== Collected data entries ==
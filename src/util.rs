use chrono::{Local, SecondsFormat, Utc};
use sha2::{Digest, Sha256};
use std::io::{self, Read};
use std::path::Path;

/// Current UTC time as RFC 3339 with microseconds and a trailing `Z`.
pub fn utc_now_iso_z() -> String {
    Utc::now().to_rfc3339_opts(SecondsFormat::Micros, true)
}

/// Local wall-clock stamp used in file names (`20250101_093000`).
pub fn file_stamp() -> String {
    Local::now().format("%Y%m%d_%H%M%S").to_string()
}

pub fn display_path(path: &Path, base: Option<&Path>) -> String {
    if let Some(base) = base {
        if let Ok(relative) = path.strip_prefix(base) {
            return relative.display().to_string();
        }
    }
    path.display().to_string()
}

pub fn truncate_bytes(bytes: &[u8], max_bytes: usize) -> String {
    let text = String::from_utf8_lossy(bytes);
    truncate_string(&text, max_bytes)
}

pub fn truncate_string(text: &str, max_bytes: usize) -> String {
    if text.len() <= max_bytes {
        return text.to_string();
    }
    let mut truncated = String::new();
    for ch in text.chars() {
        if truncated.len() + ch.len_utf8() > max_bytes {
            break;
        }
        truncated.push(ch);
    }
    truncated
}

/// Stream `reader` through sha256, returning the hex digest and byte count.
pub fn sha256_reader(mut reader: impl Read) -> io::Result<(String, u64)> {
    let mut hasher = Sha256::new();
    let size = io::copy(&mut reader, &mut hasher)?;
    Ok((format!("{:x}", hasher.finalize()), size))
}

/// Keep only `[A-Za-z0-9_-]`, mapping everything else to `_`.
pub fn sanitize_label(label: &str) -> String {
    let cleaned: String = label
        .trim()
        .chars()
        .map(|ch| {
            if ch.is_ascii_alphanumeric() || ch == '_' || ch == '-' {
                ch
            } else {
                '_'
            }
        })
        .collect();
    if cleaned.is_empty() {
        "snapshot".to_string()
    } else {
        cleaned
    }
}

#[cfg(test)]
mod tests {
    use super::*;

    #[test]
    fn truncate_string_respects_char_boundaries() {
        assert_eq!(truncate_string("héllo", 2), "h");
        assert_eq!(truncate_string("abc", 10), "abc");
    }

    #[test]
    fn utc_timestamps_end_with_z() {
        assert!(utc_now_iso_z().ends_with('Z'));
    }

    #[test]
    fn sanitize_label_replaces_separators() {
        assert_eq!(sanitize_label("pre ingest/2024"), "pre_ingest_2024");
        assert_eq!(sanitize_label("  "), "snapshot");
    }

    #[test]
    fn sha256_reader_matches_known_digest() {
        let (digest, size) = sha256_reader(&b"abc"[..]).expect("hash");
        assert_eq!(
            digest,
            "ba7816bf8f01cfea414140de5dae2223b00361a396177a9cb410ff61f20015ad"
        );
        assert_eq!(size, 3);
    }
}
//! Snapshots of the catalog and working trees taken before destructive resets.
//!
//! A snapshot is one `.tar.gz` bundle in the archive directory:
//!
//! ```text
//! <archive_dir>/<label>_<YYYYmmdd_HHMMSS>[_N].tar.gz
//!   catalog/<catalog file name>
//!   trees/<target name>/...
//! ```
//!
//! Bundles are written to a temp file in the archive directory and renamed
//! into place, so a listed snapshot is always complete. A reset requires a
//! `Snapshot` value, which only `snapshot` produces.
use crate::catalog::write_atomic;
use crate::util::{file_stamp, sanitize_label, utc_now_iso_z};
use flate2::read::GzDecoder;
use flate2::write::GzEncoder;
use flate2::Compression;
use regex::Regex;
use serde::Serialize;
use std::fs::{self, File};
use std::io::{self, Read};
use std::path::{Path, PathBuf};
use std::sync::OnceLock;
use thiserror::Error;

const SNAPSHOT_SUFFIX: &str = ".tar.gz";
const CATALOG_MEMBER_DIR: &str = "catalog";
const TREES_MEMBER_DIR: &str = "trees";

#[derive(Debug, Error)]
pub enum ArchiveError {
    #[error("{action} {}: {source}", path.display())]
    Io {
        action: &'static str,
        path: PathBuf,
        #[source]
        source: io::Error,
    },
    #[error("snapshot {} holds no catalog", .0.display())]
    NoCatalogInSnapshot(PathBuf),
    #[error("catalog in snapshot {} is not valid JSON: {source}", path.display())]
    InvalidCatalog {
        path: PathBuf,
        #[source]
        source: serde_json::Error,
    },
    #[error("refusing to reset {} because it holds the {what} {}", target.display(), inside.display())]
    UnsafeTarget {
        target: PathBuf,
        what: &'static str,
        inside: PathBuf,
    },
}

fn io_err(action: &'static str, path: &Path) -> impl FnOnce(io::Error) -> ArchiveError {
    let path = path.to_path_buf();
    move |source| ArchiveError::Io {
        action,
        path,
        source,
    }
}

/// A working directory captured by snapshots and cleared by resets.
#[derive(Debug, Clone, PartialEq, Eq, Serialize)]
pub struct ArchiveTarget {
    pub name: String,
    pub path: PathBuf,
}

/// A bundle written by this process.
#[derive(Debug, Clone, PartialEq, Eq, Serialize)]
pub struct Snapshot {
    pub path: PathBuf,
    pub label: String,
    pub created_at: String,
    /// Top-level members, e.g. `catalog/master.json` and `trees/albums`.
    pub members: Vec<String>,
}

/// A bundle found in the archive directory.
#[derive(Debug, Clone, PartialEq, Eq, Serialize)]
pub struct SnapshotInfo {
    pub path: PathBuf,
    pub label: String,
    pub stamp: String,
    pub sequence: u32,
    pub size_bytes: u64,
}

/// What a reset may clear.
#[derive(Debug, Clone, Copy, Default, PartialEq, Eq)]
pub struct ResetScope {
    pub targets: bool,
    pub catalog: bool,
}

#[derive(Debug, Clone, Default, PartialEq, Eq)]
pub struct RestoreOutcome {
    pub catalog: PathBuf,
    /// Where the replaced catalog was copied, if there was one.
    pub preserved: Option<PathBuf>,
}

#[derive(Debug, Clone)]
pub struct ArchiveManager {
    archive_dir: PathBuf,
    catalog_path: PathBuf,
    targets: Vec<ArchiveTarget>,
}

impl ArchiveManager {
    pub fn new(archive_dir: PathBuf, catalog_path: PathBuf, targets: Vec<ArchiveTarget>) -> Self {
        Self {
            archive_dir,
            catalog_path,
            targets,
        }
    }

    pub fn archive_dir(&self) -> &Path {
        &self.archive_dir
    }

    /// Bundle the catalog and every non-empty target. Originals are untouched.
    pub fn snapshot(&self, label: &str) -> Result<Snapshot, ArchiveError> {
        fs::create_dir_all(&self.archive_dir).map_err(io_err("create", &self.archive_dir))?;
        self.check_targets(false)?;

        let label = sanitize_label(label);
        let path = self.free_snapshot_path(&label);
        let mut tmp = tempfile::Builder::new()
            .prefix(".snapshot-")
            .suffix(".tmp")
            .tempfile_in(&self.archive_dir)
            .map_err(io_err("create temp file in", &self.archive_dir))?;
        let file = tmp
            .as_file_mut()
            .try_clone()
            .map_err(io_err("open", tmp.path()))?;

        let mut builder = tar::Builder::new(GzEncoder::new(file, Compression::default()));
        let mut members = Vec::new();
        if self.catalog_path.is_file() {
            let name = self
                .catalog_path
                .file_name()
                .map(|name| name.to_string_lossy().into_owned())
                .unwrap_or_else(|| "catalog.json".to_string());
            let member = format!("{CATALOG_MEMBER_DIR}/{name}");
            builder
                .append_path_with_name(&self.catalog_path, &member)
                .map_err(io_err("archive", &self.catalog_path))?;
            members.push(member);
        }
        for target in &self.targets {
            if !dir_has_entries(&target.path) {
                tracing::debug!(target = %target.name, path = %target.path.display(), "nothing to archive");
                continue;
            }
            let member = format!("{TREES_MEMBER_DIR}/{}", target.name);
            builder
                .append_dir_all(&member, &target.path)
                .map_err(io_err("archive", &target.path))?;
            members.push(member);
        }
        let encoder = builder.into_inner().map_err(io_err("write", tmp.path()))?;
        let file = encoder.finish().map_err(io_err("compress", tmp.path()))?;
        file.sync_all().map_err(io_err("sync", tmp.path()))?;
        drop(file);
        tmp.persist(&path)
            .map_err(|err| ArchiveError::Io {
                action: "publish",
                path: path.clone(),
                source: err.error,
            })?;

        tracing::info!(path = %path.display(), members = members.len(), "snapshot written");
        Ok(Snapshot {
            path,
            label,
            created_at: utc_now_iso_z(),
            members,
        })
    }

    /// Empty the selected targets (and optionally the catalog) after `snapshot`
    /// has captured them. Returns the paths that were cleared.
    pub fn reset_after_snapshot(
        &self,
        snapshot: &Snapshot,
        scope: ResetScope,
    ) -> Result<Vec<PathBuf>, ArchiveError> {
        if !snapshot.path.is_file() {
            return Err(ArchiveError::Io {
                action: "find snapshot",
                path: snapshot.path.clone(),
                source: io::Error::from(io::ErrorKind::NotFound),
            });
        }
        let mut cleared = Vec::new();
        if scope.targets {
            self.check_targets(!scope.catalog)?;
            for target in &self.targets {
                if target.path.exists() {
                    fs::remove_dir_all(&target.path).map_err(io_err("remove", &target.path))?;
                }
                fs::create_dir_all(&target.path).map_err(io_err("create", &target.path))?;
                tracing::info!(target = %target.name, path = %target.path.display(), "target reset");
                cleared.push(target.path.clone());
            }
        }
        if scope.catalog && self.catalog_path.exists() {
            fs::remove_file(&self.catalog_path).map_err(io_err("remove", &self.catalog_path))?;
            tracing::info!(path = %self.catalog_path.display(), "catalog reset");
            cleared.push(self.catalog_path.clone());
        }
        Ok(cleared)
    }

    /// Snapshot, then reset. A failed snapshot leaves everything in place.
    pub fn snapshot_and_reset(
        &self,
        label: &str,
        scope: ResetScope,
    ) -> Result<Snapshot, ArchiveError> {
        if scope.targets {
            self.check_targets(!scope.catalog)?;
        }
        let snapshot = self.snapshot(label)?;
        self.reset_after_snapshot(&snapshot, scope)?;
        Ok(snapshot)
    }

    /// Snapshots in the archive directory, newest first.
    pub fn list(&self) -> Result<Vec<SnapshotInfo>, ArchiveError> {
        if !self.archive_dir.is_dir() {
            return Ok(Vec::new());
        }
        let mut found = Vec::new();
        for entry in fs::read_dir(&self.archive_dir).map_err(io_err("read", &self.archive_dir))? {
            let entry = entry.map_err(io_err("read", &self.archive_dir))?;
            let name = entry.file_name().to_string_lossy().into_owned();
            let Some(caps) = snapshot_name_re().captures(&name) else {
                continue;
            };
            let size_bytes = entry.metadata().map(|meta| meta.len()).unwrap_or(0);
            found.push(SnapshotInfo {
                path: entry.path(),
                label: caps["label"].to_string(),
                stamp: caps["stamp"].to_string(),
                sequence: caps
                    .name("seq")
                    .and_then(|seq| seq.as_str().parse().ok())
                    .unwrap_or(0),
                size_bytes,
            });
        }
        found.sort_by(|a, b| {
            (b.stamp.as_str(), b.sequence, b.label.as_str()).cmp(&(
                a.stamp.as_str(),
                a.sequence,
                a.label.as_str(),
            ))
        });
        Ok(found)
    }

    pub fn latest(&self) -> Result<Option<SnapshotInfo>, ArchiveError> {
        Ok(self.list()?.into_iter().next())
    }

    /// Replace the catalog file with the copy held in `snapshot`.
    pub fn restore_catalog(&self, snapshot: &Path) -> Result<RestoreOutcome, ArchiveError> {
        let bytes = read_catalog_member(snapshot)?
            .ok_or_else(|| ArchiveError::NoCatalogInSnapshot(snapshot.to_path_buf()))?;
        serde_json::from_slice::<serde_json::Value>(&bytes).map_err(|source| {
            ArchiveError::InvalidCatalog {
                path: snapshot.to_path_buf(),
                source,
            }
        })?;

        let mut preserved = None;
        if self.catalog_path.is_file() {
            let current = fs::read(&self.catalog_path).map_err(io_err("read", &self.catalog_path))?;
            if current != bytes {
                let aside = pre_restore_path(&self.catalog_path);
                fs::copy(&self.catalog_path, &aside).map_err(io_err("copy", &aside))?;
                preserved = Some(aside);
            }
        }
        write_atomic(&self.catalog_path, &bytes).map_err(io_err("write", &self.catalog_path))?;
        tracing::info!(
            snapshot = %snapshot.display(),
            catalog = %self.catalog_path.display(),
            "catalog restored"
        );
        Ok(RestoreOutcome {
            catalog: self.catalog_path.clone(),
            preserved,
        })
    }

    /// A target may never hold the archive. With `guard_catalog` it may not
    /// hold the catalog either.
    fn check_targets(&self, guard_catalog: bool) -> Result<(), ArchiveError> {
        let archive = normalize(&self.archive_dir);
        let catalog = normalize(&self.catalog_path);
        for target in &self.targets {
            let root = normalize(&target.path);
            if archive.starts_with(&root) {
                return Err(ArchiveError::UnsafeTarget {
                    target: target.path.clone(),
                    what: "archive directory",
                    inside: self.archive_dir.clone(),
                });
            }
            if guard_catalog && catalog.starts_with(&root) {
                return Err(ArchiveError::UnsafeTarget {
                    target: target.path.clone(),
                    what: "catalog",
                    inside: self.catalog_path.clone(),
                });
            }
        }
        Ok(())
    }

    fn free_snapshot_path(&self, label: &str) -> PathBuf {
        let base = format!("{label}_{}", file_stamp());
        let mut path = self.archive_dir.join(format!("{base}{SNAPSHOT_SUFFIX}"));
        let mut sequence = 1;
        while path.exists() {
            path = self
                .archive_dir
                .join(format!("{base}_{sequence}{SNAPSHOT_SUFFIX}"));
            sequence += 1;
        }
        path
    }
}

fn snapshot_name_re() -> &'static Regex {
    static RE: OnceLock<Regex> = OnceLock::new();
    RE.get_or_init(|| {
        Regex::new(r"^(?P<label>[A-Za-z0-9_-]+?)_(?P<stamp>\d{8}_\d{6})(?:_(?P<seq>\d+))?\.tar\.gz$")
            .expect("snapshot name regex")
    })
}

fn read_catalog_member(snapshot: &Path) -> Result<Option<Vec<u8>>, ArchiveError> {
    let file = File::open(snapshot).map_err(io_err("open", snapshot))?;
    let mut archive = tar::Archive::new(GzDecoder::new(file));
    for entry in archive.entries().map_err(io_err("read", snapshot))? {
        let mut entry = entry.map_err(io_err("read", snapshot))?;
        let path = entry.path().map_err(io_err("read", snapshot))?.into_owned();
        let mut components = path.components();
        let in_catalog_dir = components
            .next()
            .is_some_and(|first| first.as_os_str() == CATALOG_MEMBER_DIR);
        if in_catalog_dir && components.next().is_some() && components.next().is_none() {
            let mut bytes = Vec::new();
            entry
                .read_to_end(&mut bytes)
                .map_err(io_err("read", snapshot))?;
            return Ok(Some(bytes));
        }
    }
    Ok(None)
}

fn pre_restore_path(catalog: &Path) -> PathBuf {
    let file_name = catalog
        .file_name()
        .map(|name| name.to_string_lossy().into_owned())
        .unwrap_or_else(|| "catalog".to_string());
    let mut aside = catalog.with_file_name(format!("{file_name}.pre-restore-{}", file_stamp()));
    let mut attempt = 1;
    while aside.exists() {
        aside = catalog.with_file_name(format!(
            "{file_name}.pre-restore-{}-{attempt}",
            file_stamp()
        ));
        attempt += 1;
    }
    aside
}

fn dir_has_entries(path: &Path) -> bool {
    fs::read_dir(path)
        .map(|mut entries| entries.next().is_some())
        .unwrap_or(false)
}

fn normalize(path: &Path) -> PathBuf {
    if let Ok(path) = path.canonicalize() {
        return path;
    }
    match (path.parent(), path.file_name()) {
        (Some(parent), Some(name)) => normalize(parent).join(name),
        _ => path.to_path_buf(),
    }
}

== AIM OF THE EXERCISE ==
Give an exact copy of the lines above, from the top of the records to the line that contains "if text.len() <= max_bytes", taking in both ends.

== SOLUTION TO THIS TASK ==
filename src/util.rs
use chrono::{Local, SecondsFormat, Utc};
use sha2::{Digest, Sha256};
use std::io::{self, Read};
use std::path::Path;

/// Current UTC time as RFC 3339 with microseconds and a trailing `Z`.
pub fn utc_now_iso_z() -> String {
    Utc::now().to_rfc3339_opts(SecondsFormat::Micros, true)
}

/// Local wall-clock stamp used in file names (`20250101_093000`).
pub fn file_stamp() -> String {
    Local::now().format("%Y%m%d_%H%M%S").to_string()
}

pub fn display_path(path: &Path, base: Option<&Path>) -> String {
    if let Some(base) = base {
        if let Ok(relative) = path.strip_prefix(base) {
            return relative.display().to_string();
        }
    }
    path.display().to_string()
}

pub fn truncate_bytes(bytes: &[u8], max_bytes: usize) -> String {
    let text = String::from_utf8_lossy(bytes);
    truncate_string(&text, max_bytes)
}

pub fn truncate_string(text: &str, max_bytes: usize) -> String {
    if text.len() <= max_bytes {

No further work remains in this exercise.